In definitiva occorre smontare la retorica della disintermediazione come stato naturale di Twitter e tenere conto della natura ecosistemica dei media se vogliamo meglio interpretare una realtà della comunicazione politica che ibrida la tensione ad una relazione orizzontale con i cittadini con la tentazione di riproporre la propaganda in chiave 2.0.
Logiche predatorie tra politica e mass media
In ottica più generale l’accoppiamento tra sistema dei media, Twitter e politica vede questo spazio digitale, così fortemente orientato all’ambiente umano, capace potenzialmente di rappresentare il punto di vista delle soggettività, le effervescenze, le comunità di interessi dei cittadini, soggiacere a logiche comunicative che rinnovano la forma della comunicazione ma non la sua sostanza: continua a dipendere dalle logiche predatorie del sistema dei media e della politica che si appropriano dei contenuti e delle forme adattandoli ai propri linguaggi.
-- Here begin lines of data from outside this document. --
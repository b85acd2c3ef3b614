//! Error types for the event hub and event sources.
//!
//! Subscriptions and decoding event sources fail the same way — both are
//! "sources" to their consumer — so they share `SourceError`. Hub-level
//! lifecycle failures get their own enum and never reach subscribers.

use thiserror::Error;

/// Errors surfaced by `Hub` operations.
#[derive(Debug, Clone, Error, PartialEq, Eq)]
pub enum HubError {
    #[error("hub already closed")]
    AlreadyClosed,

    #[error("subscribed to closed hub")]
    SubscribedToClosedHub,
}

/// Errors surfaced when reading from a subscription or event source.
#[derive(Debug, Clone, Error, PartialEq, Eq)]
pub enum SourceError {
    #[error("slow consumer")]
    SlowConsumer,

    #[error("read from closed source")]
    ReadFromClosedSource,

    #[error("source already closed")]
    SourceAlreadyClosed,

    #[error("end of event source")]
    EndOfSource,

    #[error("unrecognized event type: {0}")]
    UnrecognizedEventType(String),

    #[error("could not serialize event payload: {0}")]
    Serialize(String),

    #[error("could not deserialize event payload: {0}")]
    Deserialize(String),
}
//! Modification tags — the client-visible version counter inside a record.
//!
//! The record store's per-key version protects writers (compare-and-swap);
//! the modification tag inside the value protects readers, letting them ask
//! "has this record changed since I looked?" across store generations.

use serde::{Deserialize, Serialize};
use uuid::Uuid;

/// Version marker carried inside every persisted ActualLRP record.
///
/// `epoch` identifies one record lineage (assigned at creation, never
/// changed); `index` increments by exactly one on every successful write.
/// Tags from different epochs are not ordered relative to each other.
#[derive(Debug, Clone, Default, Serialize, Deserialize, PartialEq, Eq)]
pub struct ModificationTag {
    pub epoch: String,
    pub index: u32,
}

impl ModificationTag {
    pub fn new(epoch: impl Into<String>, index: u32) -> Self {
        Self { epoch: epoch.into(), index }
    }

    /// Tag for a brand-new record lineage: fresh random epoch, index 0.
    pub fn fresh() -> Self {
        Self { epoch: Uuid::new_v4().to_string(), index: 0 }
    }

    /// Bump the index after a successful mutation.
    pub fn increment(&mut self) {
        self.index += 1;
    }

    /// Whether `other` describes a strictly newer revision than `self`.
    ///
    /// An empty epoch on either side means "unknown lineage" and compares as
    /// succeeded, so stale readers always refresh. Within one epoch only a
    /// strictly greater index counts; a different epoch always counts.
    pub fn succeeded_by(&self, other: &ModificationTag) -> bool {
        if self.epoch.is_empty() || other.epoch.is_empty() {
            return true;
        }
        self.epoch != other.epoch || self.index < other.index
    }
}
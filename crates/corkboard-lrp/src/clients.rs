//! Outbound collaborator interfaces.
//!
//! The store talks to the rest of the cluster through two narrow traits:
//! the auctioneer (to place unclaimed work) and the cell registry (to ask
//! whether a cell is still alive). Both are trait objects so tests can
//! substitute the fakes in [`crate::fakes`].

use async_trait::async_trait;

use corkboard_models::LrpStartRequest;

/// Client for the auction service that places unclaimed LRP instances.
#[async_trait]
pub trait AuctioneerClient: Send + Sync {
    /// Submit start requests for auctioning. Each request names a desired
    /// LRP and the indices that need placement.
    async fn request_lrp_auctions(&self, starts: &[LrpStartRequest]) -> anyhow::Result<()>;
}

/// Client for the cell presence registry.
#[async_trait]
pub trait CellPresenceClient: Send + Sync {
    /// Whether the cell with `cell_id` currently maintains a presence.
    async fn cell_present(&self, cell_id: &str) -> anyhow::Result<bool>;
}
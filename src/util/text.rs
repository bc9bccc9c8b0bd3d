use std::borrow::Cow;

/// Ellipsis string used for truncation
const ELLIPSIS: &str = "...";

/// Truncates a string to at most `max_chars` Unicode scalar values.
///
/// If truncation is necessary, `"..."` is appended after the kept prefix, so
/// the result can be up to `max_chars + 3` characters long. Strings that fit
/// are returned borrowed.
///
/// # Examples
///
/// ```
/// use rss_reader::util::truncate_chars;
///
/// assert_eq!(truncate_chars("Short", 10), "Short");
/// assert_eq!(truncate_chars("Hello World", 5), "Hello...");
/// assert_eq!(truncate_chars("日本語テキスト", 3), "日本語...");
/// ```
pub fn truncate_chars(s: &str, max_chars: usize) -> Cow<'_, str> {
    match s.char_indices().nth(max_chars) {
        Some((cut, _)) => Cow::Owned(format!("{}{}", &s[..cut], ELLIPSIS)),
        None => Cow::Borrowed(s),
    }
}

fn is_stripped_control(c: char) -> bool {
    c.is_ascii_control() && !matches!(c, '\t' | '\n' | '\r')
}

/// Strips terminal control characters and ANSI escape sequences from text.
///
/// Feed titles and summaries are attacker-controlled; printed raw they could
/// recolor the terminal, move the cursor or set the window title.
///
/// Strips:
/// - ASCII control chars other than tab, newline and carriage return, and DEL
/// - CSI sequences: `ESC [` … final byte in `0x40..=0x7E`
/// - OSC sequences: `ESC ]` … terminated by BEL or `ESC \`
/// - a bare ESC
///
/// Returns `Cow::Borrowed` when there is nothing to strip.
pub fn strip_control_chars(s: &str) -> Cow<'_, str> {
    if !s.chars().any(is_stripped_control) {
        return Cow::Borrowed(s);
    }

    let mut out = String::with_capacity(s.len());
    let mut chars = s.chars().peekable();

    while let Some(c) = chars.next() {
        if c == '\x1b' {
            match chars.peek() {
                Some('[') => {
                    chars.next();
                    for c in chars.by_ref() {
                        if ('\x40'..='\x7e').contains(&c) {
                            break;
                        }
                    }
                }
                Some(']') => {
                    chars.next();
                    while let Some(c) = chars.next() {
                        if c == '\x07' {
                            break;
                        }
                        if c == '\x1b' && chars.peek() == Some(&'\\') {
                            chars.next();
                            break;
                        }
                    }
                }
                _ => {}
            }
        } else if !is_stripped_control(c) {
            out.push(c);
        }
    }

    Cow::Owned(out)
}
//! Best-effort normalization of feed date strings to ISO 8601.
use chrono::{DateTime, FixedOffset, NaiveDate, NaiveDateTime, SecondsFormat, Weekday};

type DateParser = fn(&str) -> Option<String>;

/// Tried in order; the first parser that accepts the input wins.
const PARSERS: &[DateParser] = &[
    parse_rfc822_numeric_offset,
    parse_rfc822_named_zone,
    parse_iso8601_offset,
    parse_iso8601_zulu,
    parse_space_separated,
    parse_date_only,
];

/// Normalizes a raw feed date to an ISO 8601 timestamp.
///
/// Accepted inputs, in order of precedence:
///
/// 1. `Wed, 02 Oct 2024 15:00:00 +0000` (RFC 822, numeric offset)
/// 2. `Wed, 02 Oct 2024 15:00:00 GMT` (RFC 822, zone abbreviation)
/// 3. `2024-10-02T15:00:00+02:00` (ISO 8601, numeric offset)
/// 4. `2024-10-02T15:00:00Z` (ISO 8601, UTC)
/// 5. `2024-10-02 15:00:00` (no zone)
/// 6. `2024-10-02` (date only, rendered at midnight)
///
/// Inputs that carry an offset keep it (`2024-10-02T15:00:00+00:00`);
/// inputs without one stay naive (`2024-10-02T15:00:00`).
///
/// # Returns
///
/// - `None` for a missing or empty input
/// - the normalized timestamp when a format matches
/// - the input unchanged when nothing matches
pub fn normalize_date(raw: Option<&str>) -> Option<String> {
    let raw = raw.filter(|s| !s.is_empty())?;
    let trimmed = raw.trim();

    let normalized = PARSERS.iter().find_map(|parse| parse(trimmed));
    if normalized.is_none() {
        tracing::debug!(date = %raw, "Unrecognized date format, passing through");
    }
    Some(normalized.unwrap_or_else(|| raw.to_owned()))
}

fn format_with_offset(dt: DateTime<FixedOffset>) -> String {
    dt.to_rfc3339_opts(SecondsFormat::AutoSi, false)
}

fn format_naive(dt: NaiveDateTime) -> String {
    dt.format("%Y-%m-%dT%H:%M:%S%.f").to_string()
}

fn with_offset(dt: NaiveDateTime, offset_secs: i32) -> Option<String> {
    let offset = FixedOffset::east_opt(offset_secs)?;
    dt.and_local_timezone(offset).single().map(format_with_offset)
}

/// Drops a leading `Wed, ` / `Wednesday, `. The name is checked but not
/// matched against the date, since feeds often get it wrong.
fn strip_weekday(s: &str) -> Option<&str> {
    let (day, rest) = s.split_once(',')?;
    day.trim().parse::<Weekday>().ok()?;
    Some(rest.trim_start())
}

fn parse_rfc822_numeric_offset(s: &str) -> Option<String> {
    let rest = strip_weekday(s)?;
    DateTime::parse_from_str(rest, "%d %b %Y %H:%M:%S %z")
        .ok()
        .map(format_with_offset)
}

fn parse_rfc822_named_zone(s: &str) -> Option<String> {
    let rest = strip_weekday(s)?;
    let (stamp, zone) = rest.rsplit_once(' ')?;
    if zone.is_empty() || !zone.chars().all(|c| c.is_ascii_alphabetic()) {
        return None;
    }
    let naive = NaiveDateTime::parse_from_str(stamp.trim_end(), "%d %b %Y %H:%M:%S").ok()?;

    match named_zone_offset(zone) {
        Some(hours) => with_offset(naive, hours * 3600),
        // Unknown abbreviation: keep the wall-clock time without guessing a zone
        None => Some(format_naive(naive)),
    }
}

/// Offsets (in hours) for the zone names RFC 822 defines.
fn named_zone_offset(zone: &str) -> Option<i32> {
    let hours = match zone.to_ascii_uppercase().as_str() {
        "UT" | "UTC" | "GMT" | "Z" => 0,
        "EST" => -5,
        "EDT" => -4,
        "CST" => -6,
        "CDT" => -5,
        "MST" => -7,
        "MDT" => -6,
        "PST" => -8,
        "PDT" => -7,
        _ => return None,
    };
    Some(hours)
}

fn parse_iso8601_offset(s: &str) -> Option<String> {
    DateTime::parse_from_str(s, "%Y-%m-%dT%H:%M:%S%.f%z")
        .or_else(|_| DateTime::parse_from_str(s, "%Y-%m-%dT%H:%M:%S%.f%:z"))
        .ok()
        .map(format_with_offset)
}

fn parse_iso8601_zulu(s: &str) -> Option<String> {
    let naive = NaiveDateTime::parse_from_str(s, "%Y-%m-%dT%H:%M:%S%.fZ").ok()?;
    with_offset(naive, 0)
}

fn parse_space_separated(s: &str) -> Option<String> {
    NaiveDateTime::parse_from_str(s, "%Y-%m-%d %H:%M:%S")
        .ok()
        .map(format_naive)
}

fn parse_date_only(s: &str) -> Option<String> {
    NaiveDate::parse_from_str(s, "%Y-%m-%d")
        .ok()?
        .and_hms_opt(0, 0, 0)
        .map(format_naive)
}
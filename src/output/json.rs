use crate::feed::Entry;

/// Serializes entries as a pretty-printed JSON array (2-space indent).
///
/// Non-ASCII text is written literally rather than `\u`-escaped.
pub fn render_json(entries: &[Entry]) -> Result<String, serde_json::Error> {
    serde_json::to_string_pretty(entries)
}
//! Fetch a single RSS 2.0 or Atom feed and render its entries as text or JSON.
//!
//! The work happens in [`feed`]: retrieval, format detection, entry
//! extraction and date normalization. [`output`] renders the result, and
//! [`cli`] with [`config`] decide limit, format and user agent.

pub mod cli;
pub mod config;
pub mod feed;
pub mod output;
pub mod util;
//! Utility functions for common operations.
//!
//! - **URL validation**: scheme and host checks before a request is made
//! - **Text processing**: character-count truncation and terminal sanitizing
//!
//! # Examples
//!
//! ```
//! use rss_reader::util::{strip_control_chars, truncate_chars, validate_url};
//!
//! let url = validate_url("https://example.com/feed.xml").unwrap();
//! let summary = truncate_chars("A long article summary", 6);
//! let safe = strip_control_chars("\x1b[31mred\x1b[0m");
//! ```

mod text;
mod url_validator;

pub use text::{strip_control_chars, truncate_chars};
pub use url_validator::{validate_url, UrlValidationError};
use anyhow::{Context, Result};
use clap::Parser;
use tracing_subscriber::filter::LevelFilter;
use tracing_subscriber::EnvFilter;

use rss_reader::cli::{Args, Settings};
use rss_reader::config::{default_config_path, Config};
use rss_reader::{feed, output};

/// Resolve flags against the config file, then fetch and render.
async fn run(args: Args) -> Result<String> {
    let config = match args.config.clone().or_else(default_config_path) {
        Some(path) => Config::load(&path)
            .with_context(|| format!("Failed to load config file {}", path.display()))?,
        None => Config::default(),
    };
    let Settings {
        url,
        limit,
        format,
        user_agent,
    } = args.into_settings(config);

    let client = feed::build_client(&user_agent).context("Failed to create HTTP client")?;
    let entries = feed::fetch_feed(&client, &url, limit).await?;

    output::render(&entries, format).context("Failed to render output")
}

/// `RUST_LOG` when set, otherwise warnings and errors.
fn log_filter() -> EnvFilter {
    EnvFilter::builder()
        .with_default_directive(LevelFilter::WARN.into())
        .from_env_lossy()
}

#[tokio::main(flavor = "current_thread")]
async fn main() {
    // Logs go to stderr so stdout stays clean for JSON output
    tracing_subscriber::fmt()
        .with_env_filter(log_filter())
        .with_writer(std::io::stderr)
        .init();

    let args = Args::parse();

    match run(args).await {
        Ok(rendered) => println!("{}", rendered),
        Err(e) => {
            tracing::debug!(error = ?e, "Run failed");
            eprintln!("Error: {:#}", e);
            std::process::exit(1);
        }
    }
}
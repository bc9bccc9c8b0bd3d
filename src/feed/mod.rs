//! Feed retrieval and parsing for RSS 2.0 and Atom.
//!
//! - **Fetching**: a single HTTP GET with a fixed timeout and body size cap
//! - **Tree**: a namespace-resolved element tree over `quick-xml`
//! - **Detection**: root element → [`FeedKind`]
//! - **Parsing**: per-kind field mapping into uniform [`Entry`] records
//! - **Dates**: best-effort normalization to ISO 8601
//!
//! # Example
//!
//! ```ignore
//! use rss_reader::feed::{build_client, fetch_feed, DEFAULT_USER_AGENT};
//!
//! let client = build_client(DEFAULT_USER_AGENT)?;
//! let entries = fetch_feed(&client, "https://example.com/feed.xml", 10).await?;
//! ```

mod date;
mod detect;
mod fetcher;
mod parser;
mod tree;

use thiserror::Error;

pub use date::normalize_date;
pub use detect::{detect, FeedKind, ATOM_NS, DC_NS};
pub use fetcher::{build_client, fetch_feed, FetchError, DEFAULT_USER_AGENT, FETCH_TIMEOUT};
pub use parser::{extract_entries, parse_feed, Entry};
pub use tree::{parse_document, Element, XmlError};

/// Errors that end a feed read.
///
/// Missing fields inside a well-formed feed are never errors; only these are.
#[derive(Debug, Error)]
pub enum FeedError {
    /// The feed could not be retrieved.
    #[error(transparent)]
    Fetch(#[from] FetchError),
    /// The response body is not well-formed XML.
    #[error("Failed to parse XML")]
    Xml(#[from] XmlError),
    /// The root element is neither RSS nor Atom. Carries the root tag.
    #[error("Unknown feed format: {0}")]
    UnknownFormat(String),
}
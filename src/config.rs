//! Configuration file parser for ~/.config/rss-reader/config.toml.
//!
//! The config file is optional: a missing file yields `Config::default()`.
//! Unknown keys are accepted but logged, since they are usually typos.
//! Command-line flags take precedence over anything set here.
use serde::Deserialize;
use std::path::{Path, PathBuf};
use thiserror::Error;

use crate::feed::DEFAULT_USER_AGENT;
use crate::output::OutputFormat;

// ============================================================================
// Error Types
// ============================================================================

#[derive(Debug, Error)]
pub enum ConfigError {
    #[error("Failed to read config file")]
    Io(#[from] std::io::Error),

    #[error("Invalid TOML in config file")]
    Parse(#[from] toml::de::Error),

    /// Config file exceeds maximum allowed size.
    #[error("Config file too large: {0}")]
    TooLarge(String),
}

// ============================================================================
// Configuration
// ============================================================================

/// Defaults applied when the corresponding flag is not given.
///
/// All fields use `#[serde(default)]` so any subset of keys can be specified.
#[derive(Debug, Clone, PartialEq, Eq, Deserialize)]
#[serde(default)]
pub struct Config {
    /// Maximum number of entries to print.
    pub limit: usize,

    /// Output format, `"text"` or `"json"`.
    pub format: OutputFormat,

    /// `User-Agent` header sent with the feed request.
    pub user_agent: String,
}

impl Default for Config {
    fn default() -> Self {
        Self {
            limit: 10,
            format: OutputFormat::Text,
            user_agent: DEFAULT_USER_AGENT.to_string(),
        }
    }
}

const KNOWN_KEYS: [&str; 3] = ["limit", "format", "user_agent"];

impl Config {
    /// Maximum config file size (1 MB).
    const MAX_FILE_SIZE: u64 = 1_048_576;

    /// Load configuration from a TOML file.
    ///
    /// - Missing file → `Ok(Config::default())`
    /// - Empty file → `Ok(Config::default())`
    /// - Invalid TOML or wrong value types → `Err(ConfigError::Parse)`
    /// - Unknown keys → accepted, logged as a warning
    pub fn load(path: &Path) -> Result<Self, ConfigError> {
        match std::fs::metadata(path) {
            Ok(meta) if meta.len() > Self::MAX_FILE_SIZE => {
                return Err(ConfigError::TooLarge(format!(
                    "{} bytes (max {} bytes)",
                    meta.len(),
                    Self::MAX_FILE_SIZE
                )));
            }
            Err(e) if e.kind() == std::io::ErrorKind::NotFound => {
                tracing::debug!(path = %path.display(), "No config file found, using defaults");
                return Ok(Self::default());
            }
            Err(e) => return Err(ConfigError::Io(e)),
            Ok(_) => {}
        }

        let content = std::fs::read_to_string(path)?;
        if content.trim().is_empty() {
            tracing::debug!(path = %path.display(), "Config file is empty, using defaults");
            return Ok(Self::default());
        }

        if let Ok(raw) = content.parse::<toml::Table>() {
            for key in raw.keys() {
                if !KNOWN_KEYS.contains(&key.as_str()) {
                    tracing::warn!(key = %key, "Unknown key in config file, ignoring");
                }
            }
        }

        let config: Config = toml::from_str(&content)?;
        tracing::debug!(
            path = %path.display(),
            limit = config.limit,
            format = ?config.format,
            "Loaded configuration"
        );
        Ok(config)
    }
}

/// Default config location, `$HOME/.config/rss-reader/config.toml`.
///
/// Returns `None` when `HOME` is unset, in which case no file is read.
pub fn default_config_path() -> Option<PathBuf> {
    let home = std::env::var_os("HOME")?;
    Some(
        PathBuf::from(home)
            .join(".config")
            .join("rss-reader")
            .join("config.toml"),
    )
}

// ============================================================================
// Tests
// ============================================================================
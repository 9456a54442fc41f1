//! # clusterspin — Cluster-Pays Slot Resolution Engine
//!
//! Resolves slot spins for a 5×6 cluster-pays fruit game: weighted symbol
//! generation, pay-anywhere cluster and scatter evaluation, free-spin rounds
//! with re-triggers, a periodic forced-win nudge, and an auto-spin loop —
//! everything with real rules and money attached. Rendering stays behind the
//! [`presentation::Presentation`] trait.
//!
//! ## Architecture
//!
//! ```text
//! SlotEngine
//!     │
//!     ├── SlotConfig (grid, weights, ladder, nudge, buy feature)
//!     ├── SymbolGenerator → Grid
//!     ├── PayTable (cluster tiers, scatter brackets)
//!     ├── SessionState (balance, bet, counters)
//!     └── FreeSpinRound (Idle → Intro → Spinning → Summary)
//!           │
//!           v
//!     SpinResult → Presentation
//! ```

pub mod autoplay;
pub mod config;
pub mod engine;
pub mod free_spins;
pub mod paytable;
pub mod presentation;
pub mod session;
pub mod spin;
pub mod symbols;
pub mod timing;

pub use autoplay::*;
pub use config::*;
pub use engine::*;
pub use free_spins::*;
pub use paytable::*;
pub use presentation::*;
pub use session::*;
pub use spin::*;
pub use symbols::*;
pub use timing::*;
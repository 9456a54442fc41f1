//! Free-spin round state machine
//!
//! `Idle → Intro → Spinning → Summary → Idle`. The intro is shown exactly once
//! per round; re-triggers while `Spinning` only extend the remaining counter.
//! The engine drives the transitions and owns the actual spins; this type
//! tracks the round's lifecycle and its accumulated win.

use serde::{Deserialize, Serialize};

/// Lifecycle phase of the bonus round
#[derive(Debug, Clone, Copy, PartialEq, Eq, Default, Serialize, Deserialize)]
pub enum FreeSpinPhase {
    /// No round active; manual spin enabled
    #[default]
    Idle,
    /// Intro overlay visible, awarded count announced
    Intro,
    /// No-cost spins running; remaining counter may grow via re-triggers
    Spinning,
    /// Summary overlay visible with the round total
    Summary,
}

/// Closing report for one completed round
#[derive(Debug, Clone, Copy, PartialEq, Serialize, Deserialize)]
pub struct FreeSpinSummary {
    /// Spins actually played (initial award plus re-triggers)
    pub spins_played: u32,
    /// Win accumulated across the round
    pub total_win: f64,
}

/// One bonus round from entry to summary
#[derive(Debug, Clone, Default, Serialize, Deserialize)]
pub struct FreeSpinRound {
    phase: FreeSpinPhase,
    spins_awarded: u32,
    spins_played: u32,
    retriggers: u32,
    total_win: f64,
}

impl FreeSpinRound {
    pub fn new() -> Self {
        Self::default()
    }

    pub fn phase(&self) -> FreeSpinPhase {
        self.phase
    }

    pub fn is_active(&self) -> bool {
        self.phase != FreeSpinPhase::Idle
    }

    pub fn spins_awarded(&self) -> u32 {
        self.spins_awarded
    }

    pub fn retriggers(&self) -> u32 {
        self.retriggers
    }

    /// Enter the round with the initially awarded spin count (Idle → Intro)
    pub fn begin(&mut self, spins_awarded: u32) {
        debug_assert_eq!(self.phase, FreeSpinPhase::Idle);
        *self = Self {
            phase: FreeSpinPhase::Intro,
            spins_awarded,
            ..Self::default()
        };
    }

    /// Intro overlay finished; spins start (Intro → Spinning)
    pub fn activate(&mut self) {
        debug_assert_eq!(self.phase, FreeSpinPhase::Intro);
        self.phase = FreeSpinPhase::Spinning;
    }

    /// Account one played spin and its win; extra spins from a re-trigger are
    /// counted but never replay the intro
    pub fn record_spin(&mut self, win: f64, retriggered_spins: u32) {
        debug_assert_eq!(self.phase, FreeSpinPhase::Spinning);
        self.spins_played += 1;
        self.total_win += win;
        if retriggered_spins > 0 {
            self.retriggers += 1;
            self.spins_awarded += retriggered_spins;
        }
    }

    /// All spins consumed (Spinning → Summary); returns the round report
    pub fn complete(&mut self) -> FreeSpinSummary {
        debug_assert_eq!(self.phase, FreeSpinPhase::Spinning);
        self.phase = FreeSpinPhase::Summary;
        FreeSpinSummary {
            spins_played: self.spins_played,
            total_win: self.total_win,
        }
    }

    /// Summary dismissed; manual spin re-enabled (Summary → Idle)
    pub fn close(&mut self) {
        debug_assert_eq!(self.phase, FreeSpinPhase::Summary);
        self.phase = FreeSpinPhase::Idle;
    }
}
Per la politica si tratta, in fondo, molto spesso di creare sound bites che semplifichino, impressionino e sappiano circolare creando una visibilità acritica. I mass media li trattano come tradizionali news politiche da rigiocare come informazioni istantanee che rientrano in una riproduzione massiccia di comunicazione utile alla loro sopravvivenza in un ecosistema che sta mutando.